Complementary messaging
This should be used in the months before November
to help strengthen your future emails; a big part of that is having
your email-list subscribers update their preferences.
Asking them questions in an email during September regarding
products they are interested in, preferred email timing and frequency,
and preferred point of purchase (online or in-store) can do wonders to
help improve the response you receive during your November and December
mailings. An excellent example, as White pointed out, is Newegg.com, which in
the past has used email to collect preferences for its Black Friday
sales. Newegg.com went in-depth and surveyed customers as to which
product categories they were interested in and what they would be
willing to pay for certain items. Gathering that information before the holiday push can create
much-better conversion rates and sales numbers.
The pre-holiday period
is also a perfect time to ask previous customers to fill out product
reviews, as those reviews will bolster the value of your site during
the holiday season.
How Frequent Should I sent Messages?
An issue that many retail email marketers encounter is frequency.

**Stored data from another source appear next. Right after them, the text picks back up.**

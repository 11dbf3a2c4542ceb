//! Hatch job files.
//!
//! A job is a YAML file naming the regions to fill and the hatch layers to
//! fill them with:
//!
//! ```yaml
//! name: wall section
//! bounds:
//!   - shape: rect
//!     min: [0, 0]
//!     max: [200, 30]
//!   - shape: circle
//!     center: [100, 80]
//!     radius: 25
//!   - shape: polygon
//!     points: [[0, 100], [60, 100], [30, 150]]
//!   - shape: path
//!     d: "M 120 100 h 60 v 50 h -60 z"
//! layers:
//!   - pattern: brick
//!     spacing: 6
//!   - pattern: insulation-soft
//!     spacing: 10
//!     angle: 90
//!     color: "#cc3300"
//! ```
//!
//! Everything is validated when the job is resolved, before any tiling.

use std::fs;
use std::path::Path;

use serde::{Deserialize, Serialize};
use tracing::info;

use draft_kernel::{Bounds, Color, HatchSpec, KernelError, PatternKind, Point, bounds_from_path_data};

use super::common::CliResult;

/// A complete job: regions plus layers.
#[derive(Debug, Clone, Serialize, Deserialize)]
pub struct Job {
    /// Job name/title
    #[serde(default)]
    pub name: Option<String>,

    /// Regions to fill
    pub bounds: Vec<BoundsDef>,

    /// Hatch layers, applied to every region (rendered bottom to top)
    pub layers: Vec<LayerDef>,
}

/// A region as written in the job file.
#[derive(Debug, Clone, Serialize, Deserialize)]
#[serde(tag = "shape", rename_all = "lowercase")]
pub enum BoundsDef {
    Rect { min: [f64; 2], max: [f64; 2] },
    Circle { center: [f64; 2], radius: f64 },
    Polygon { points: Vec<[f64; 2]> },
    /// SVG path data; every closed subpath becomes a region.
    Path { d: String },
}

/// A single hatch layer.
#[derive(Debug, Clone, Serialize, Deserialize)]
pub struct LayerDef {
    /// Pattern kind (e.g., "parallel", "brick", "stone"); unknown names hatch as parallel
    pub pattern: String,

    /// Pattern spacing
    #[serde(default = "default_spacing")]
    pub spacing: f64,

    /// Pattern angle (degrees)
    #[serde(default)]
    pub angle: f64,

    /// Stroke color, any SVG color
    #[serde(default = "default_color")]
    pub color: String,

    /// Whether this layer is enabled
    #[serde(default = "default_enabled")]
    pub enabled: bool,

    /// Jitter seed for the organic patterns
    #[serde(default)]
    pub seed: u64,
}

fn default_spacing() -> f64 {
    5.0
}

fn default_color() -> String {
    "black".to_string()
}

fn default_enabled() -> bool {
    true
}

fn point([x, y]: [f64; 2]) -> Point {
    Point::new(x, y)
}

impl BoundsDef {
    /// Validated kernel regions.
    pub fn resolve(&self) -> Result<Vec<Bounds>, KernelError> {
        match self {
            BoundsDef::Rect { min, max } => Ok(vec![Bounds::rect(min[0], min[1], max[0], max[1])?]),
            BoundsDef::Circle { center, radius } => Ok(vec![Bounds::circle(point(*center), *radius)?]),
            BoundsDef::Polygon { points } => Ok(vec![Bounds::polygon(points.iter().copied().map(point).collect())?]),
            BoundsDef::Path { d } => bounds_from_path_data(d),
        }
    }
}

impl LayerDef {
    /// Validated hatch spec with its stroke color.
    pub fn resolve(&self) -> Result<HatchSpec, KernelError> {
        let kind = PatternKind::from_name(&self.pattern);
        Ok(HatchSpec::new(kind, self.spacing, self.angle)?
            .with_color(Color::parse(&self.color)?)
            .with_seed(self.seed))
    }
}

/// A job after validation.
#[derive(Debug, Clone, PartialEq)]
pub struct ResolvedJob {
    pub bounds: Vec<Bounds>,
    pub layers: Vec<HatchSpec>,
}

impl Job {
    /// Load a job from a YAML file.
    pub fn load<P: AsRef<Path>>(path: P) -> CliResult<Self> {
        let content = fs::read_to_string(path.as_ref())
            .map_err(|e| format!("failed to read job file {}: {}", path.as_ref().display(), e))?;
        Self::from_yaml(&content)
    }

    pub fn from_yaml(content: &str) -> CliResult<Self> {
        serde_yaml::from_str(content).map_err(|e| format!("failed to parse job YAML: {e}").into())
    }

    /// Convert to kernel types, dropping disabled layers.
    pub fn resolve(&self) -> Result<ResolvedJob, KernelError> {
        let mut bounds = Vec::new();
        for def in &self.bounds {
            bounds.extend(def.resolve()?);
        }
        let layers = self
            .layers
            .iter()
            .filter(|layer| layer.enabled)
            .map(LayerDef::resolve)
            .collect::<Result<Vec<_>, _>>()?;

        info!(
            job = self.name.as_deref().unwrap_or("unnamed"),
            bounds = bounds.len(),
            layers = layers.len(),
            "resolved job"
        );
        Ok(ResolvedJob { bounds, layers })
    }
}

/// Whether a path names a job file rather than an SVG.
pub fn is_job_path(path: &str) -> bool {
    let lower = path.to_ascii_lowercase();
    lower.ends_with(".yaml") || lower.ends_with(".yml")
}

Although complementary pre-holiday emails are integral to a successful
program, keeping the frequency light and focused during that period
will give you more latitude to send a higher number of emails during
the holiday rush. Be sure to keep your email frequency in line with your brand's
normal email habits, taking a holistic approach. Although you should be
wary of annoying your customers by overloading them with email during
the holidays, remember that it is a critical sales time for your
company and recipients will embrace your messaging as long as you keep
it relevant and tailored to them.
How Should I approach the Messages? Sender Reputation
Another invaluable aspect of
holiday email campaigns is your sender reputation. Be smart with your
email frequency, subject lines, etc., so you can stay on recipients'
whitelists . It makes sense to be a little bit more
conservative and spend more time getting the right email sent over
sending two emails. Spend the time creating one tailored,
hyper-relevant, segmented, dynamic-content email, instead of creating
two emails that are much more broadcast, painting everyone with the
same brush. By being careful and crafting a higher-quality email, rather than
rushing to put out several lower-quality blasts, not only will you be
more likely to remain on whitelists, but also consumers will have a
better perception of your brand.
One excellent method is to add a strong whitelisting call to action
in one of your pre-holiday emails: for example, "We are going to have
some fantastic deals during the holidays. Add us to your address book
to make sure you don't miss them."
Special Holiday Design
Quality design helps present your brand in a positive way, separates
you from competitors, and helps increase sales. Small design changes,
such as the placement of buttons, the use of images, and slight edits
on the layout, can make all the difference and will help make your
email campaigns much more appealing.
Templates
When moving closer to the holiday
months, it's a good idea to add small touches to your email templates
that indicate a change and entice readers to check out special deals
that you have for the season. Subtle changes can do wonders. Home Depot, for example, added a bow
on top of its logo last year; you could alter your template to include
holiday colors. Be careful, however, about putting too much of a
Christmas skew on your campaigns; keep them more in line with the
holiday season and spirit as a whole.
Depending on your brand, you might consider making some custom
emails, especially for big events such as Black Friday. For example,
Overstock.com did a negative-type email for Black Friday, which would
normally be an email faux pas; but using a black background and white
type helped the company stand out among all the clutter that week.Remember, if you create custom emails or make big changes to your
templates, be sure to test the rendering on all major email clients
(software and Web) before sending out the campaign. One of the biggest mistakes that email marketers need to avoid is
underestimating the effect that design can have on email performance,
especially during the holiday period.
Finally: Measure Of Success
Retailers need to look at the results of last year's
holiday campaigns early and often; the post-mortem should take place at
the beginning of the year rather than the pre-holiday season, which
starts in mid-August. When examining campaigns from last year, you look at your big wins,
big misses, and how people responded to certain aspects of the
campaign, including frequency, subject lines, calls to action, etc. Use
all that data as a baseline for where to start this year's
holiday-email planning.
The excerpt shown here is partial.